→ **What the task asks**
Search the entries for the word "HashMap" and copy each line that has it.

→ **Material for this exercise**

□ □ □ □ □ □ □

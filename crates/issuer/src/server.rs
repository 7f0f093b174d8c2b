use axum::{
    body::Bytes,
    extract::{Path, State},
    http::StatusCode,
    routing::{get, post},
    Json, Router,
};
use serde::Serialize;
use std::collections::HashMap;
use std::sync::Arc;
use tokio::sync::RwLock;
use tower_governor::{governor::GovernorConfigBuilder, GovernorLayer};
use tower_http::{cors::CorsLayer, limit::RequestBodyLimitLayer, trace::TraceLayer};
use tracing::{debug, info, warn};

use ads_confirmations::tokens::{Base64Encoding, BlindedToken};
use ads_confirmations::transport::{
    CredentialsRequest, PaymentPayload, PaymentRequest, SignedCredentials,
};
use ads_confirmations::Issuers;

use crate::config::IssuerConfig;
use crate::error::{IssuerError, Result};
use crate::signer::IssuerSigner;
use crate::spent::{hash_preimage, SpentTokenStore};

const MAX_BODY_BYTES: usize = 64 * 1024;

pub struct IssuerState {
    pub config: IssuerConfig,
    pub signer: IssuerSigner,
    /// Blinded tokens per submitted batch id
    batches: RwLock<HashMap<String, Vec<BlindedToken>>>,
    /// Preimage hashes accepted per payment id, so a resent payment is acknowledged
    payments: RwLock<HashMap<String, Vec<[u8; 32]>>>,
    spent: RwLock<SpentTokenStore>,
}

impl IssuerState {
    pub fn new(config: IssuerConfig) -> anyhow::Result<Self> {
        let signer = IssuerSigner::new_or_load(&config.key_path, &config.name, config.valid_days)?;
        let spent = match &config.spent_store_path {
            Some(path) => SpentTokenStore::load(path.clone())?,
            None => SpentTokenStore::in_memory(),
        };
        Ok(Self::with_parts(config, signer, spent))
    }

    pub fn with_parts(config: IssuerConfig, signer: IssuerSigner, spent: SpentTokenStore) -> Self {
        Self {
            config,
            signer,
            batches: RwLock::new(HashMap::new()),
            payments: RwLock::new(HashMap::new()),
            spent: RwLock::new(spent),
        }
    }

    pub async fn spent_count(&self) -> usize {
        self.spent.read().await.len()
    }
}

/// Issuer routes without the rate limiter, which needs the peer address.
pub fn routes(state: Arc<IssuerState>) -> Router {
    Router::new()
        .route("/health", get(health))
        .route("/info", get(get_info))
        .route(
            "/credentials/:batch_id",
            post(submit_credentials).get(get_credentials),
        )
        .route("/payments/:payment_id", post(redeem_payment))
        .layer(RequestBodyLimitLayer::new(MAX_BODY_BYTES))
        .with_state(state)
}

pub fn app(state: Arc<IssuerState>) -> anyhow::Result<Router> {
    let governor_conf = GovernorConfigBuilder::default()
        .per_millisecond(state.config.rate_limit_replenish_ms)
        .burst_size(state.config.rate_limit_burst)
        .key_extractor(tower_governor::key_extractor::SmartIpKeyExtractor)
        .finish()
        .ok_or_else(|| anyhow::anyhow!("Invalid rate limit configuration"))?;

    Ok(routes(state)
        .layer(GovernorLayer {
            config: Arc::new(governor_conf),
        })
        .layer(TraceLayer::new_for_http())
        .layer(CorsLayer::permissive()))
}

pub async fn run(state: Arc<IssuerState>) -> anyhow::Result<()> {
    let app = app(state.clone())?;
    let addr = format!("{}:{}", state.config.host, state.config.port);
    let listener = tokio::net::TcpListener::bind(&addr).await?;
    info!(
        "Issuer listening on {} (burst {} req per IP)",
        addr, state.config.rate_limit_burst
    );

    serve(listener, app).await
}

/// Serves with peer addresses attached, which the rate limiter keys on.
pub async fn serve(listener: tokio::net::TcpListener, app: Router) -> anyhow::Result<()> {
    axum::serve(
        listener,
        app.into_make_service_with_connect_info::<std::net::SocketAddr>(),
    )
    .await?;
    Ok(())
}

#[derive(Serialize)]
struct HealthResponse {
    status: &'static str,
    version: &'static str,
}

async fn health() -> Json<HealthResponse> {
    Json(HealthResponse {
        status: "ok",
        version: env!("CARGO_PKG_VERSION"),
    })
}

async fn get_info(State(state): State<Arc<IssuerState>>) -> Json<Issuers> {
    Json(state.signer.catalog())
}

fn parse_body<T: serde::de::DeserializeOwned>(body: &Bytes) -> Result<T> {
    serde_json::from_slice(body).map_err(|e| IssuerError::InvalidRequest(e.to_string()))
}

async fn submit_credentials(
    State(state): State<Arc<IssuerState>>,
    Path(batch_id): Path<String>,
    body: Bytes,
) -> Result<StatusCode> {
    let request: CredentialsRequest = parse_body(&body)?;

    let mut batches = state.batches.write().await;
    match batches.get(&batch_id) {
        Some(existing) if existing != &request.blinded_tokens => {
            warn!("Batch {} resubmitted with different tokens", batch_id);
            Err(IssuerError::BatchConflict(batch_id))
        }
        Some(_) => Ok(StatusCode::CREATED),
        None => {
            info!(
                "Accepted {} confirmation {} for {} ({} tokens)",
                request.confirmation_type,
                batch_id,
                request.creative_instance_id,
                request.blinded_tokens.len()
            );
            batches.insert(batch_id, request.blinded_tokens);
            Ok(StatusCode::CREATED)
        }
    }
}

async fn get_credentials(
    State(state): State<Arc<IssuerState>>,
    Path(batch_id): Path<String>,
) -> Result<Json<SignedCredentials>> {
    let blinded = state
        .batches
        .read()
        .await
        .get(&batch_id)
        .cloned()
        .ok_or_else(|| IssuerError::UnknownBatch(batch_id.clone()))?;

    let (signed, proof) = state.signer.sign_batch(&blinded)?;
    debug!("Signed {} tokens for batch {}", signed.len(), batch_id);

    Ok(Json(SignedCredentials {
        signed_tokens: signed.iter().map(|token| token.encode_base64()).collect(),
        proof: proof.encode_base64(),
        public_key: state.signer.public_key().encode_base64(),
    }))
}

async fn redeem_payment(
    State(state): State<Arc<IssuerState>>,
    Path(payment_id): Path<String>,
    body: Bytes,
) -> Result<StatusCode> {
    let request: PaymentRequest = parse_body(&body)?;
    let payload: PaymentPayload = serde_json::from_str(&request.payload)
        .map_err(|e| IssuerError::InvalidRequest(format!("Invalid payload: {}", e)))?;
    if payload.payment_id != payment_id {
        return Err(IssuerError::InvalidRequest(
            "payload does not match payment id".into(),
        ));
    }
    if request.payment_credentials.is_empty() {
        return Err(IssuerError::InvalidRequest("no payment credentials".into()));
    }

    let mut hashes = Vec::with_capacity(request.payment_credentials.len());
    for credential in &request.payment_credentials {
        state.signer.verify_spend(
            &credential.t,
            &credential.public_key,
            &credential.signature,
            request.payload.as_bytes(),
        )?;
        hashes.push(hash_preimage(&credential.t));
    }

    // spent set and payment ledger move together
    let mut payments = state.payments.write().await;
    if payments.get(&payment_id) == Some(&hashes) {
        debug!("Payment {} resent, already accepted", payment_id);
        return Ok(StatusCode::OK);
    }

    state.spent.write().await.spend_all(&hashes)?;
    payments.insert(payment_id.clone(), hashes);
    info!(
        "Redeemed payment {} ({} tokens)",
        payment_id,
        request.payment_credentials.len()
    );
    Ok(StatusCode::OK)
}

#[cfg(test)]
mod tests {
    use super::*;
    use ads_confirmations::tokens::{PublicKey, SignedToken, SigningKey, Token, UnblindedToken};
    use ads_confirmations::transport::PaymentCredential;
    use ads_confirmations::ConfirmationType;
    use axum::body::Body;
    use axum::http::{Method, Request};
    use tower::ServiceExt;

    fn state() -> Arc<IssuerState> {
        Arc::new(IssuerState::with_parts(
            IssuerConfig::default().with_spent_store_path(None),
            IssuerSigner::new(SigningKey::random(), "0.05BAT", 30),
            SpentTokenStore::in_memory(),
        ))
    }

    async fn call(
        state: &Arc<IssuerState>,
        method: Method,
        uri: &str,
        body: Option<String>,
    ) -> (StatusCode, Vec<u8>) {
        let request = Request::builder()
            .method(method)
            .uri(uri)
            .header("content-type", "application/json")
            .body(body.map(Body::from).unwrap_or_else(Body::empty))
            .unwrap();
        let response = routes(state.clone()).oneshot(request).await.unwrap();
        let status = response.status();
        let bytes = axum::body::to_bytes(response.into_body(), usize::MAX)
            .await
            .unwrap();
        (status, bytes.to_vec())
    }

    fn credentials_body(tokens: &[Token]) -> String {
        serde_json::to_string(&CredentialsRequest {
            blinded_tokens: tokens.iter().map(|t| t.blind().0).collect(),
            confirmation_type: ConfirmationType::Viewed,
            creative_instance_id: "creative-1".into(),
        })
        .unwrap()
    }

    /// Issues one token through the credentials flow and returns its unblinded form.
    async fn issue(state: &Arc<IssuerState>, batch_id: &str) -> UnblindedToken {
        let token = Token::random();
        let uri = format!("/credentials/{}", batch_id);
        let body = credentials_body(&[token.clone()]);
        let (status, _) = call(state, Method::POST, &uri, Some(body)).await;
        assert_eq!(status, StatusCode::CREATED);

        let (status, body) = call(state, Method::GET, &uri, None).await;
        assert_eq!(status, StatusCode::OK);
        let credentials: SignedCredentials = serde_json::from_slice(&body).unwrap();
        let signed = SignedToken::decode_base64(&credentials.signed_tokens[0]).unwrap();
        token.unblind(&signed)
    }

    fn payment_body(payment_id: &str, tokens: &[UnblindedToken], public_key: PublicKey) -> String {
        let payload = serde_json::to_string(&PaymentPayload {
            payment_id: payment_id.into(),
        })
        .unwrap();
        let payment_credentials = tokens
            .iter()
            .map(|token| PaymentCredential {
                t: token.preimage().clone(),
                public_key,
                signature: token.derive_verification_key().sign(payload.as_bytes()),
            })
            .collect();
        serde_json::to_string(&PaymentRequest {
            payload,
            payment_credentials,
        })
        .unwrap()
    }

    #[tokio::test]
    async fn test_health() {
        let (status, body) = call(&state(), Method::GET, "/health", None).await;
        assert_eq!(status, StatusCode::OK);
        assert!(String::from_utf8(body).unwrap().contains("\"ok\""));
    }

    #[tokio::test]
    async fn test_info_publishes_catalog() {
        let state = state();
        let (status, body) = call(&state, Method::GET, "/info", None).await;
        assert_eq!(status, StatusCode::OK);

        let issuers: Issuers = serde_json::from_slice(&body).unwrap();
        assert_eq!(issuers.estimated_redemption_value(&state.signer.public_key()), 0.05);
    }

    #[tokio::test]
    async fn test_resubmitted_batch_is_idempotent_but_conflicting_one_is_not() {
        let state = state();
        let tokens = vec![Token::random()];
        let body = credentials_body(&tokens);

        let (first, _) = call(&state, Method::POST, "/credentials/b-1", Some(body.clone())).await;
        let (again, _) = call(&state, Method::POST, "/credentials/b-1", Some(body)).await;
        let (conflict, error) = call(
            &state,
            Method::POST,
            "/credentials/b-1",
            Some(credentials_body(&[Token::random()])),
        )
        .await;

        assert_eq!(first, StatusCode::CREATED);
        assert_eq!(again, StatusCode::CREATED);
        assert_eq!(conflict, StatusCode::CONFLICT);
        assert!(String::from_utf8(error).unwrap().contains("\"success\":false"));
    }

    #[tokio::test]
    async fn test_malformed_base64_is_bad_request() {
        let body = r#"{"blindedTokens":["%%%"],"confirmationType":"view","creativeInstanceId":"c"}"#;
        let (status, _) = call(&state(), Method::POST, "/credentials/b-1", Some(body.into())).await;
        assert_eq!(status, StatusCode::BAD_REQUEST);
    }

    #[tokio::test]
    async fn test_unknown_batch_is_not_found() {
        let (status, _) = call(&state(), Method::GET, "/credentials/missing", None).await;
        assert_eq!(status, StatusCode::NOT_FOUND);
    }

    #[tokio::test]
    async fn test_payment_spends_once() {
        let state = state();
        let token = issue(&state, "b-1").await;
        let public_key = state.signer.public_key();

        let body = payment_body("p-1", &[token.clone()], public_key);
        let (status, _) = call(&state, Method::POST, "/payments/p-1", Some(body.clone())).await;
        assert_eq!(status, StatusCode::OK);

        // same payment resent after a lost response
        let (status, _) = call(&state, Method::POST, "/payments/p-1", Some(body)).await;
        assert_eq!(status, StatusCode::OK);

        let (status, _) = call(
            &state,
            Method::POST,
            "/payments/p-2",
            Some(payment_body("p-2", &[token], public_key)),
        )
        .await;
        assert_eq!(status, StatusCode::CONFLICT);
        assert_eq!(state.spent_count().await, 1);
        println!("✓ Double spend rejected");
    }

    #[tokio::test]
    async fn test_payment_with_forged_token_is_unauthorized() {
        let state = state();
        let public_key = state.signer.public_key();
        // signed by some other key, so the issuer re-derives a different token
        let token = Token::random();
        let forged = token.unblind(&SigningKey::random().sign(&token.blind().0));

        let (status, _) = call(
            &state,
            Method::POST,
            "/payments/p-1",
            Some(payment_body("p-1", &[forged], public_key)),
        )
        .await;
        assert_eq!(status, StatusCode::UNAUTHORIZED);
        assert_eq!(state.spent_count().await, 0);
    }

    #[tokio::test]
    async fn test_payment_id_must_match_payload() {
        let state = state();
        let token = issue(&state, "b-1").await;
        let body = payment_body("p-1", &[token], state.signer.public_key());

        let (status, _) = call(&state, Method::POST, "/payments/other", Some(body)).await;
        assert_eq!(status, StatusCode::BAD_REQUEST);
    }
}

□ □ □ □ □ □ □

→ **Written solution**
use std::collections::HashMap;
    batches: RwLock<HashMap<String, Vec<BlindedToken>>>,
    payments: RwLock<HashMap<String, Vec<[u8; 32]>>>,
            batches: RwLock::new(HashMap::new()),
            payments: RwLock::new(HashMap::new()),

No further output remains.